- [Task statement]:
Write the records out once more, exactly as they appear below.

::::

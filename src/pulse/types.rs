use chrono::{DateTime, Utc};
use serde::Serialize;
use utoipa::ToSchema;

use crate::geo::GeodeticPosition;
use crate::swath::{SwathGeometry, SwathId};

/// Snapshot of the satellite at one tick.
#[derive(Debug, Clone, Copy, PartialEq, Serialize, ToSchema)]
pub struct SatelliteState {
    pub geodetic: GeodeticPosition,
    /// ECEF position (m)
    #[schema(value_type = Vec<f64>)]
    pub position: [f64; 3],
    /// ECEF velocity (m/s)
    #[schema(value_type = Vec<f64>)]
    pub velocity: [f64; 3],
    /// Degrees in [0, 360)
    pub heading: f64,
    pub timestamp: DateTime<Utc>,
}

impl SatelliteState {
    /// Unit vector from the satellite toward the Earth centre.
    pub fn nadir(&self) -> [f64; 3] {
        let [x, y, z] = self.position;
        let norm = (x * x + y * y + z * z).sqrt();
        if norm == 0.0 {
            return [0.0, 0.0, -1.0];
        }
        [-x / norm, -y / norm, -z / norm]
    }
}

#[derive(Debug, Clone, PartialEq, Serialize)]
pub struct Pulse {
    /// Arrival order, never reused.
    pub id: u64,
    pub swath_id: SwathId,
    pub geometry: SwathGeometry,
    pub state: SatelliteState,
}

/// Oldest pulses at extraction time plus their merged footprint.
#[derive(Debug, Clone, Default, PartialEq, Serialize)]
pub struct PulseBatch {
    pub pulses: Vec<Pulse>,
    pub merged: Option<SwathGeometry>,
}

impl PulseBatch {
    pub fn len(&self) -> usize {
        self.pulses.len()
    }

    pub fn is_empty(&self) -> bool {
        self.pulses.is_empty()
    }
}
use std::collections::VecDeque;

use super::{Pulse, PulseBatch, SatelliteState};
use crate::geo::EARTH_RADIUS_M;
use crate::radar::batch_size_for;
use crate::swath::{SwathGeometry, SwathId};

/// FIFO of pulses awaiting hand-off to the echo simulator.
#[derive(Debug)]
pub struct PulseBatchAccumulator {
    pulses: VecDeque<Pulse>,
    next_id: u64,
}

impl Default for PulseBatchAccumulator {
    fn default() -> Self {
        Self::new()
    }
}

impl PulseBatchAccumulator {
    pub fn new() -> Self {
        Self {
            pulses: VecDeque::new(),
            next_id: 1,
        }
    }

    pub fn add_pulse(
        &mut self,
        swath_id: SwathId,
        geometry: SwathGeometry,
        state: SatelliteState,
    ) -> u64 {
        let id = self.next_id;
        self.next_id += 1;
        self.pulses.push_back(Pulse {
            id,
            swath_id,
            geometry,
            state,
        });
        id
    }

    pub fn len(&self) -> usize {
        self.pulses.len()
    }

    pub fn is_empty(&self) -> bool {
        self.pulses.is_empty()
    }

    pub fn iter(&self) -> impl Iterator<Item = &Pulse> {
        self.pulses.iter()
    }

    pub fn is_batch_ready(&self, batch_size: usize) -> bool {
        self.pulses.len() >= batch_size
    }

    /// Time mode: ready once the queue spans `seconds` worth of pulses at `prf`.
    pub fn is_batch_ready_by_time(&self, prf: f64, seconds: f64) -> bool {
        self.is_batch_ready(batch_size_for(prf, seconds))
    }

    /// Copies of the oldest `min(n, len)` pulses; the queue is untouched.
    pub fn get_pulse_batch(&self, n: usize) -> Vec<Pulse> {
        self.pulses.iter().take(n).cloned().collect()
    }

    /// Drops the oldest `n` pulses, returning how many were removed.
    pub fn clear_batch(&mut self, n: usize) -> usize {
        let n = n.min(self.pulses.len());
        self.pulses.drain(..n);
        n
    }

    /// Removes the oldest `min(n, len)` pulses and merges their footprints.
    pub fn take_batch(&mut self, n: usize) -> PulseBatch {
        let merged = self.merged_geometry(n);
        let n = n.min(self.pulses.len());
        PulseBatch {
            pulses: self.pulses.drain(..n).collect(),
            merged,
        }
    }

    /// A footprint covering the oldest `n` pulses.
    pub fn merged_geometry(&self, n: usize) -> Option<SwathGeometry> {
        let batch: Vec<&SwathGeometry> = self.pulses.iter().take(n).map(|p| &p.geometry).collect();
        merge(&batch)
    }

    pub fn clear_pulses(&mut self) {
        self.pulses.clear();
    }
}

fn merge(batch: &[&SwathGeometry]) -> Option<SwathGeometry> {
    let first = *batch.first()?;
    let last = *batch.last()?;
    let count = batch.len() as f64;

    let near_range = batch.iter().map(|g| g.near_range).fold(f64::INFINITY, f64::min);
    let far_range = batch
        .iter()
        .map(|g| g.far_range)
        .fold(f64::NEG_INFINITY, f64::max);
    let center_lat = batch.iter().map(|g| g.center_lat).sum::<f64>() / count;
    let center_lon = batch.iter().map(|g| g.center_lon).sum::<f64>() / count;
    let mean_azimuth = batch.iter().map(|g| g.azimuth_length).sum::<f64>() / count;

    // Along-track extent covered between the first and last centres.
    let d_lat = (last.center_lat - first.center_lat).to_radians();
    let d_lon = (last.center_lon - first.center_lon).to_radians();
    let mid_lat = ((first.center_lat + last.center_lat) / 2.0).to_radians();
    let north = d_lat * EARTH_RADIUS_M;
    let east = d_lon * EARTH_RADIUS_M * mid_lat.cos();
    let travelled = (north * north + east * east).sqrt();

    Some(SwathGeometry {
        center_lat,
        center_lon,
        heading: first.heading,
        near_range,
        far_range,
        swath_width: far_range - near_range,
        azimuth_length: travelled + mean_azimuth,
        satellite_altitude: first.satellite_altitude,
        look_angle: first.look_angle,
    })
}
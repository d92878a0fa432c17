mod error;
mod http;
mod types;

use std::future::Future;
use std::pin::Pin;

pub use error::BackendError;
pub use http::HttpEchoBackend;
pub use types::{EchoRequest, EchoResponse, EchoSatelliteState};

pub type BackendFuture<'a> =
    Pin<Box<dyn Future<Output = Result<EchoResponse, BackendError>> + Send + 'a>>;

/// Whatever turns a pulse batch into simulated echoes.
pub trait EchoBackend: Send + Sync {
    fn simulate(&self, request: EchoRequest) -> BackendFuture<'_>;
}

::::

- [Response below]:
filename src/pulse/types.rs
use chrono::{DateTime, Utc};
use serde::Serialize;
use utoipa::ToSchema;

use crate::geo::GeodeticPosition;
use crate::swath::{SwathGeometry, SwathId};

/// Snapshot of the satellite at one tick.
#[derive(Debug, Clone, Copy, PartialEq, Serialize, ToSchema)]
pub struct SatelliteState {
    pub geodetic: GeodeticPosition,
    /// ECEF position (m)
    #[schema(value_type = Vec<f64>)]
    pub position: [f64; 3],
    /// ECEF velocity (m/s)
    #[schema(value_type = Vec<f64>)]
    pub velocity: [f64; 3],
    /// Degrees in [0, 360)
    pub heading: f64,
    pub timestamp: DateTime<Utc>,
}

impl SatelliteState {
    /// Unit vector from the satellite toward the Earth centre.
    pub fn nadir(&self) -> [f64; 3] {
        let [x, y, z] = self.position;
        let norm = (x * x + y * y + z * z).sqrt();
        if norm == 0.0 {
            return [0.0, 0.0, -1.0];
        }
        [-x / norm, -y / norm, -z / norm]
    }
}

#[derive(Debug, Clone, PartialEq, Serialize)]
pub struct Pulse {
    /// Arrival order, never reused.
    pub id: u64,
    pub swath_id: SwathId,
    pub geometry: SwathGeometry,
    pub state: SatelliteState,
}

/// Oldest pulses at extraction time plus their merged footprint.
#[derive(Debug, Clone, Default, PartialEq, Serialize)]
pub struct PulseBatch {
    pub pulses: Vec<Pulse>,
    pub merged: Option<SwathGeometry>,
}

impl PulseBatch {
    pub fn len(&self) -> usize {
        self.pulses.len()
    }

    pub fn is_empty(&self) -> bool {
        self.pulses.is_empty()
    }
}
use std::collections::VecDeque;

use super::{Pulse, PulseBatch, SatelliteState};
use crate::geo::EARTH_RADIUS_M;
use crate::radar::batch_size_for;
use crate::swath::{SwathGeometry, SwathId};

/// FIFO of pulses awaiting hand-off to the echo simulator.
#[derive(Debug)]
pub struct PulseBatchAccumulator {
    pulses: VecDeque<Pulse>,
    next_id: u64,
}

impl Default for PulseBatchAccumulator {
    fn default() -> Self {
        Self::new()
    }
}

impl PulseBatchAccumulator {
    pub fn new() -> Self {
        Self {
            pulses: VecDeque::new(),
            next_id: 1,
        }
    }

    pub fn add_pulse(
        &mut self,
        swath_id: SwathId,
        geometry: SwathGeometry,
        state: SatelliteState,
    ) -> u64 {
        let id = self.next_id;
        self.next_id += 1;
        self.pulses.push_back(Pulse {
            id,
            swath_id,
            geometry,
            state,
        });
        id
    }

    pub fn len(&self) -> usize {
        self.pulses.len()
    }

    pub fn is_empty(&self) -> bool {
        self.pulses.is_empty()
    }

    pub fn iter(&self) -> impl Iterator<Item = &Pulse> {
        self.pulses.iter()
    }

    pub fn is_batch_ready(&self, batch_size: usize) -> bool {
        self.pulses.len() >= batch_size
    }

    /// Time mode: ready once the queue spans `seconds` worth of pulses at `prf`.
    pub fn is_batch_ready_by_time(&self, prf: f64, seconds: f64) -> bool {
        self.is_batch_ready(batch_size_for(prf, seconds))
    }

    /// Copies of the oldest `min(n, len)` pulses; the queue is untouched.
    pub fn get_pulse_batch(&self, n: usize) -> Vec<Pulse> {
        self.pulses.iter().take(n).cloned().collect()
    }

    /// Drops the oldest `n` pulses, returning how many were removed.
    pub fn clear_batch(&mut self, n: usize) -> usize {
        let n = n.min(self.pulses.len());
        self.pulses.drain(..n);
        n
    }

    /// Removes the oldest `min(n, len)` pulses and merges their footprints.
    pub fn take_batch(&mut self, n: usize) -> PulseBatch {
        let merged = self.merged_geometry(n);
        let n = n.min(self.pulses.len());
        PulseBatch {
            pulses: self.pulses.drain(..n).collect(),
            merged,
        }
    }

    /// A footprint covering the oldest `n` pulses.
    pub fn merged_geometry(&self, n: usize) -> Option<SwathGeometry> {
        let batch: Vec<&SwathGeometry> = self.pulses.iter().take(n).map(|p| &p.geometry).collect();
        merge(&batch)
    }

    pub fn clear_pulses(&mut self) {
        self.pulses.clear();
    }
}

fn merge(batch: &[&SwathGeometry]) -> Option<SwathGeometry> {
    let first = *batch.first()?;
    let last = *batch.last()?;
    let count = batch.len() as f64;

    let near_range = batch.iter().map(|g| g.near_range).fold(f64::INFINITY, f64::min);
    let far_range = batch
        .iter()
        .map(|g| g.far_range)
        .fold(f64::NEG_INFINITY, f64::max);
    let center_lat = batch.iter().map(|g| g.center_lat).sum::<f64>() / count;
    let center_lon = batch.iter().map(|g| g.center_lon).sum::<f64>() / count;
    let mean_azimuth = batch.iter().map(|g| g.azimuth_length).sum::<f64>() / count;

    // Along-track extent covered between the first and last centres.
    let d_lat = (last.center_lat - first.center_lat).to_radians();
    let d_lon = (last.center_lon - first.center_lon).to_radians();
    let mid_lat = ((first.center_lat + last.center_lat) / 2.0).to_radians();
    let north = d_lat * EARTH_RADIUS_M;
    let east = d_lon * EARTH_RADIUS_M * mid_lat.cos();
    let travelled = (north * north + east * east).sqrt();

    Some(SwathGeometry {
        center_lat,
        center_lon,
        heading: first.heading,
        near_range,
        far_range,
        swath_width: far_range - near_range,
        azimuth_length: travelled + mean_azimuth,
        satellite_altitude: first.satellite_altitude,
        look_angle: first.look_angle,
    })
}
repository d92878a0fa432c17
mod error;
mod http;
mod types;

use std::future::Future;
use std::pin::Pin;

pub use error::BackendError;
pub use http::HttpEchoBackend;
pub use types::{EchoRequest, EchoResponse, EchoSatelliteState};

pub type BackendFuture<'a> =
    Pin<Box<dyn Future<Output = Result<EchoResponse, BackendError>> + Send + 'a>>;

/// Whatever turns a pulse batch into simulated echoes.
pub trait EchoBackend: Send + Sync {
    fn simulate(&self, request: EchoRequest) -> BackendFuture<'_>;
}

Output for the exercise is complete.